* **What is being asked**
Copy out every line of the data where the word "match" is found.

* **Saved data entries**

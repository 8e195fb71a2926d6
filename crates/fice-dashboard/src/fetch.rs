//! Per-widget data queries against the shared mock database.
//!
//! Each widget binds to exactly one query. A fetch round spawns one task per
//! query; each task sleeps the configured latency, runs its query, and sends
//! a [`DataMessage`] tagged with the round's generation. [`QueryCache`]
//! drops messages from older rounds, so a slow answer for the previous
//! viewer never overwrites data for the current one.

use std::collections::HashMap;
use std::sync::{Arc, Mutex, PoisonError};
use std::time::Duration;

use tokio::sync::mpsc;
use tracing::{debug, trace};

use fice_data::{
    AuditEvent, DataError, FinancialIdentity, FinancialIdentitySnapshot, FinancialProfileInput,
    IntegrityCheck, MockDb,
};

use crate::auth::Viewer;
use crate::layout::WidgetKey;

/// Mock database shared between the UI task and query tasks.
pub type SharedDb = Arc<Mutex<MockDb>>;

/// Resolved data of one query.
#[derive(Debug, Clone, PartialEq)]
pub enum QueryData {
    Identity(FinancialIdentity),
    Inputs(Vec<FinancialProfileInput>),
    Snapshots(Vec<FinancialIdentitySnapshot>),
    Audit(Vec<AuditEvent>),
    Integrity(Vec<IntegrityCheck>),
}

/// Lifecycle of one query within the current generation.
#[derive(Debug, Clone, PartialEq)]
pub enum QueryState {
    Pending,
    Ready(QueryData),
    Failed(String),
}

/// A query answer sent from a fetch task to the UI task.
#[derive(Debug, Clone)]
pub struct DataMessage {
    pub generation: u64,
    pub key: WidgetKey,
    pub result: Result<QueryData, DataError>,
}

/// Runs the query bound to `key` for `viewer`.
///
/// # Errors
///
/// Only the identity query fails, with [`DataError::IdentityNotFound`]
/// when the viewer owns no identity.
pub fn run_query(db: &MockDb, key: WidgetKey, viewer: &Viewer) -> Result<QueryData, DataError> {
    let data = match key {
        WidgetKey::IdentitySummary => QueryData::Identity(db.financial_identity(&viewer.user_id)?),
        WidgetKey::RecentInputs => QueryData::Inputs(db.inputs(&viewer.user_id)),
        WidgetKey::RecentSnapshots => QueryData::Snapshots(db.snapshots(&viewer.user_id)),
        WidgetKey::RecentAudit => QueryData::Audit(db.audit_events(viewer.audit_scope())),
        WidgetKey::IntegrityStatus => QueryData::Integrity(db.integrity_checks()),
    };
    Ok(data)
}

/// Spawns query tasks that report over an mpsc channel.
#[derive(Debug, Clone)]
pub struct Fetcher {
    db: SharedDb,
    latency: Duration,
    tx: mpsc::Sender<DataMessage>,
}

impl Fetcher {
    pub fn new(db: SharedDb, latency: Duration, tx: mpsc::Sender<DataMessage>) -> Self {
        Self { db, latency, tx }
    }

    pub fn db(&self) -> &SharedDb {
        &self.db
    }

    /// Spawns one task per query, all tagged with `generation`.
    ///
    /// Must be called from within a tokio runtime.
    pub fn spawn_all(&self, generation: u64, viewer: &Viewer) {
        debug!(generation, user = %viewer.user_id, "fetching widget data");
        for key in WidgetKey::ALL {
            let db = Arc::clone(&self.db);
            let tx = self.tx.clone();
            let viewer = viewer.clone();
            let latency = self.latency;
            tokio::spawn(async move {
                if !latency.is_zero() {
                    tokio::time::sleep(latency).await;
                }
                let result = {
                    let db = db.lock().unwrap_or_else(PoisonError::into_inner);
                    run_query(&db, key, &viewer)
                };
                // The receiver is gone once the app has quit.
                let _ = tx
                    .send(DataMessage {
                        generation,
                        key,
                        result,
                    })
                    .await;
            });
        }
    }
}

/// Query states for the current generation.
#[derive(Debug, Default)]
pub struct QueryCache {
    generation: u64,
    states: HashMap<WidgetKey, QueryState>,
}

impl QueryCache {
    pub fn new() -> Self {
        Self::default()
    }

    pub fn generation(&self) -> u64 {
        self.generation
    }

    /// Starts a new round: bumps the generation and marks every query
    /// pending. Returns the new generation.
    pub fn begin(&mut self) -> u64 {
        self.generation += 1;
        self.states.clear();
        self.generation
    }

    /// Applies an answer. Answers from another generation are dropped and
    /// `false` is returned.
    pub fn apply(&mut self, msg: DataMessage) -> bool {
        if msg.generation != self.generation {
            trace!(
                stale = msg.generation,
                current = self.generation,
                key = %msg.key,
                "dropping stale query result"
            );
            return false;
        }
        let state = match msg.result {
            Ok(data) => QueryState::Ready(data),
            Err(e) => QueryState::Failed(e.to_string()),
        };
        self.states.insert(msg.key, state);
        true
    }

    /// Current state of the query bound to `key`.
    pub fn state(&self, key: WidgetKey) -> &QueryState {
        const PENDING: &QueryState = &QueryState::Pending;
        self.states.get(&key).unwrap_or(PENDING)
    }

    /// Resolved data of `key`, if any.
    pub fn data(&self, key: WidgetKey) -> Option<&QueryData> {
        match self.state(key) {
            QueryState::Ready(data) => Some(data),
            _ => None,
        }
    }

    /// Stores results computed synchronously, e.g. in tests or snapshots
    /// rendered without a runtime.
    pub fn fill(&mut self, db: &MockDb, viewer: &Viewer) {
        let generation = self.begin();
        for key in WidgetKey::ALL {
            self.apply(DataMessage {
                generation,
                key,
                result: run_query(db, key, viewer),
            });
        }
    }
}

* **Finished task**
    let data = match key {
        let state = match msg.result {
        match self.state(key) {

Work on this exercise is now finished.